> _Prompt_:
Print the data below exactly as it appears.

> _Provided data_:
***

#![deny(missing_docs)]
#![doc = "Core cell, table, error, and deterministic randomness types for the triallist pipeline."]

pub mod cell;
pub mod cycle;
pub mod errors;
pub mod hash;
pub mod rng;
pub mod table;

pub use cell::Cell;
pub use cycle::ShuffledCycle;
pub use errors::{ErrorInfo, TrialError};
pub use hash::{stable_hash_string, stable_table_hash, to_canonical_json_bytes};
pub use rng::{derive_substream_seed, RngHandle};
pub use table::Table;
use serde::{Deserialize, Serialize};

use triallist_core::errors::{ErrorInfo, TrialError};
use triallist_core::rng::RngHandle;
use triallist_core::{Cell, ShuffledCycle, Table};

/// Selection of companion columns to pull from a source table.
#[derive(Debug, Clone, Default, PartialEq, Serialize, Deserialize)]
pub enum ColumnSpec {
    /// Every source column, under its own name.
    #[default]
    All,
    /// The named source columns, under their own names.
    Names(Vec<String>),
    /// `(source, output)` pairs renaming companion columns on the way in.
    Rename(Vec<(String, String)>),
}

impl ColumnSpec {
    pub(crate) fn resolve(&self, source: &Table) -> Result<Vec<(String, String)>, TrialError> {
        match self {
            ColumnSpec::All => Ok(source
                .columns()
                .iter()
                .map(|name| (name.clone(), name.clone()))
                .collect()),
            ColumnSpec::Names(names) => {
                for name in names {
                    source.column_index(name)?;
                }
                Ok(names.iter().map(|name| (name.clone(), name.clone())).collect())
            }
            ColumnSpec::Rename(pairs) => {
                for (src, _) in pairs {
                    source.column_index(src)?;
                }
                Ok(pairs.clone())
            }
        }
    }
}

impl From<&str> for ColumnSpec {
    fn from(name: &str) -> Self {
        ColumnSpec::Names(vec![name.to_string()])
    }
}

impl From<Vec<&str>> for ColumnSpec {
    fn from(names: Vec<&str>) -> Self {
        ColumnSpec::Names(names.into_iter().map(str::to_string).collect())
    }
}

impl From<Vec<(&str, &str)>> for ColumnSpec {
    fn from(pairs: Vec<(&str, &str)>) -> Self {
        ColumnSpec::Rename(
            pairs
                .into_iter()
                .map(|(src, dst)| (src.to_string(), dst.to_string()))
                .collect(),
        )
    }
}

/// Options for [`generate`] and the grouped generation entry points.
#[derive(Debug, Clone, Default, PartialEq, Serialize, Deserialize)]
pub struct GenerateOpts {
    /// Companion columns to pull from the source.
    pub cols: ColumnSpec,
    /// Seed for pass shuffling; `None` cycles the source in row order.
    pub seed: Option<u64>,
}

/// Unbounded generator over a source table's rows.
///
/// Backed by a [`ShuffledCycle`] over the source row positions: every source
/// row is emitted exactly once per full pass, and passes after the first are
/// independently reordered when seeded. Unseeded generators cycle the source
/// sequentially. Generator state is call-scoped — never reuse an instance
/// across different tables, since its cursor and RNG state belong to the
/// call that created it.
#[derive(Debug)]
pub struct RowGenerator<'a> {
    source: &'a Table,
    cycle: ShuffledCycle,
}

impl<'a> RowGenerator<'a> {
    /// Builds a generator over `source`, shuffling passes when seeded.
    pub fn new(source: &'a Table, seed: Option<u64>) -> Result<Self, TrialError> {
        Self::with_rng(source, seed.map(RngHandle::from_seed))
    }

    /// Builds a generator with an explicit RNG handle (or none).
    pub fn with_rng(source: &'a Table, rng: Option<RngHandle>) -> Result<Self, TrialError> {
        if source.is_empty() {
            return Err(TrialError::InvalidInput(ErrorInfo::new(
                "empty-source",
                "cannot generate rows from an empty source",
            )));
        }
        Ok(Self {
            source,
            cycle: ShuffledCycle::new(source.len(), rng)?,
        })
    }

    /// The table this generator draws from.
    pub fn source(&self) -> &'a Table {
        self.source
    }

    /// Next source row position in the cycle.
    pub fn next_position(&mut self) -> usize {
        self.cycle.next_index()
    }

    /// Next source row's cells.
    pub fn next_row(&mut self) -> &'a [Cell] {
        let position = self.next_position();
        self.source.row(position)
    }

    /// Cycle state, for inspection.
    pub fn cycle(&self) -> &ShuffledCycle {
        &self.cycle
    }
}

/// Enriches `frame` with companion columns drawn circularly from `source`.
///
/// Exactly `frame.len()` rows are pulled from the cycle and written in,
/// aligned row-for-row: existing columns with a matching output name are
/// overwritten, new names are appended. Frame labels are preserved.
pub fn generate(frame: &Table, source: &Table, opts: &GenerateOpts) -> Result<Table, TrialError> {
    let mut generator = RowGenerator::new(source, opts.seed)?;
    let mapping = opts.cols.resolve(source)?;
    let positions: Vec<usize> = (0..frame.len())
        .map(|_| generator.next_position())
        .collect();

    let mut out = frame.clone();
    for (src, dst) in &mapping {
        let col = source.column_index(src)?;
        let values: Vec<Cell> = positions
            .iter()
            .map(|&position| source.row(position)[col].clone())
            .collect();
        out.set_column(dst, values)?;
    }
    Ok(out)
}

***

> _Expected answer_:
#![deny(missing_docs)]
#![doc = "Core cell, table, error, and deterministic randomness types for the triallist pipeline."]

pub mod cell;
pub mod cycle;
pub mod errors;
pub mod hash;
pub mod rng;
pub mod table;

pub use cell::Cell;
pub use cycle::ShuffledCycle;
pub use errors::{ErrorInfo, TrialError};
pub use hash::{stable_hash_string, stable_table_hash, to_canonical_json_bytes};
pub use rng::{derive_substream_seed, RngHandle};
pub use table::Table;
use serde::{Deserialize, Serialize};

use triallist_core::errors::{ErrorInfo, TrialError};
use triallist_core::rng::RngHandle;
use triallist_core::{Cell, ShuffledCycle, Table};

/// Selection of companion columns to pull from a source table.
#[derive(Debug, Clone, Default, PartialEq, Serialize, Deserialize)]
pub enum ColumnSpec {
    /// Every source column, under its own name.
    #[default]
    All,
    /// The named source columns, under their own names.
    Names(Vec<String>),
    /// `(source, output)` pairs renaming companion columns on the way in.
    Rename(Vec<(String, String)>),
}

impl ColumnSpec {
    pub(crate) fn resolve(&self, source: &Table) -> Result<Vec<(String, String)>, TrialError> {
        match self {
            ColumnSpec::All => Ok(source
                .columns()
                .iter()
                .map(|name| (name.clone(), name.clone()))
                .collect()),
            ColumnSpec::Names(names) => {
                for name in names {
                    source.column_index(name)?;
                }
                Ok(names.iter().map(|name| (name.clone(), name.clone())).collect())
            }
            ColumnSpec::Rename(pairs) => {
                for (src, _) in pairs {
                    source.column_index(src)?;
                }
                Ok(pairs.clone())
            }
        }
    }
}

impl From<&str> for ColumnSpec {
    fn from(name: &str) -> Self {
        ColumnSpec::Names(vec![name.to_string()])
    }
}

impl From<Vec<&str>> for ColumnSpec {
    fn from(names: Vec<&str>) -> Self {
        ColumnSpec::Names(names.into_iter().map(str::to_string).collect())
    }
}

impl From<Vec<(&str, &str)>> for ColumnSpec {
    fn from(pairs: Vec<(&str, &str)>) -> Self {
        ColumnSpec::Rename(
            pairs
                .into_iter()
                .map(|(src, dst)| (src.to_string(), dst.to_string()))
                .collect(),
        )
    }
}

/// Options for [`generate`] and the grouped generation entry points.
#[derive(Debug, Clone, Default, PartialEq, Serialize, Deserialize)]
pub struct GenerateOpts {
    /// Companion columns to pull from the source.
    pub cols: ColumnSpec,
    /// Seed for pass shuffling; `None` cycles the source in row order.
    pub seed: Option<u64>,
}

/// Unbounded generator over a source table's rows.
///
/// Backed by a [`ShuffledCycle`] over the source row positions: every source
/// row is emitted exactly once per full pass, and passes after the first are
/// independently reordered when seeded. Unseeded generators cycle the source
/// sequentially. Generator state is call-scoped — never reuse an instance
/// across different tables, since its cursor and RNG state belong to the
/// call that created it.
#[derive(Debug)]
pub struct RowGenerator<'a> {
    source: &'a Table,
    cycle: ShuffledCycle,
}

impl<'a> RowGenerator<'a> {
    /// Builds a generator over `source`, shuffling passes when seeded.
    pub fn new(source: &'a Table, seed: Option<u64>) -> Result<Self, TrialError> {
        Self::with_rng(source, seed.map(RngHandle::from_seed))
    }

    /// Builds a generator with an explicit RNG handle (or none).
    pub fn with_rng(source: &'a Table, rng: Option<RngHandle>) -> Result<Self, TrialError> {
        if source.is_empty() {
            return Err(TrialError::InvalidInput(ErrorInfo::new(
                "empty-source",
                "cannot generate rows from an empty source",
            )));
        }
        Ok(Self {
            source,
            cycle: ShuffledCycle::new(source.len(), rng)?,
        })
    }

    /// The table this generator draws from.
    pub fn source(&self) -> &'a Table {
        self.source
    }

    /// Next source row position in the cycle.
    pub fn next_position(&mut self) -> usize {
        self.cycle.next_index()
    }

    /// Next source row's cells.
    pub fn next_row(&mut self) -> &'a [Cell] {
        let position = self.next_position();
        self.source.row(position)
    }

    /// Cycle state, for inspection.
    pub fn cycle(&self) -> &ShuffledCycle {
        &self.cycle
    }
}

/// Enriches `frame` with companion columns drawn circularly from `source`.
///
/// Exactly `frame.len()` rows are pulled from the cycle and written in,
/// aligned row-for-row: existing columns with a matching output name are
/// overwritten, new names are appended. Frame labels are preserved.
pub fn generate(frame: &Table, source: &Table, opts: &GenerateOpts) -> Result<Table, TrialError> {
    let mut generator = RowGenerator::new(source, opts.seed)?;
    let mapping = opts.cols.resolve(source)?;
    let positions: Vec<usize> = (0..frame.len())
        .map(|_| generator.next_position())
        .collect();

    let mut out = frame.clone();
    for (src, dst) in &mapping {
        let col = source.column_index(src)?;
        let values: Vec<Cell> = positions
            .iter()
            .map(|&position| source.row(position)[col].clone())
            .collect();
        out.set_column(dst, values)?;
    }
    Ok(out)
}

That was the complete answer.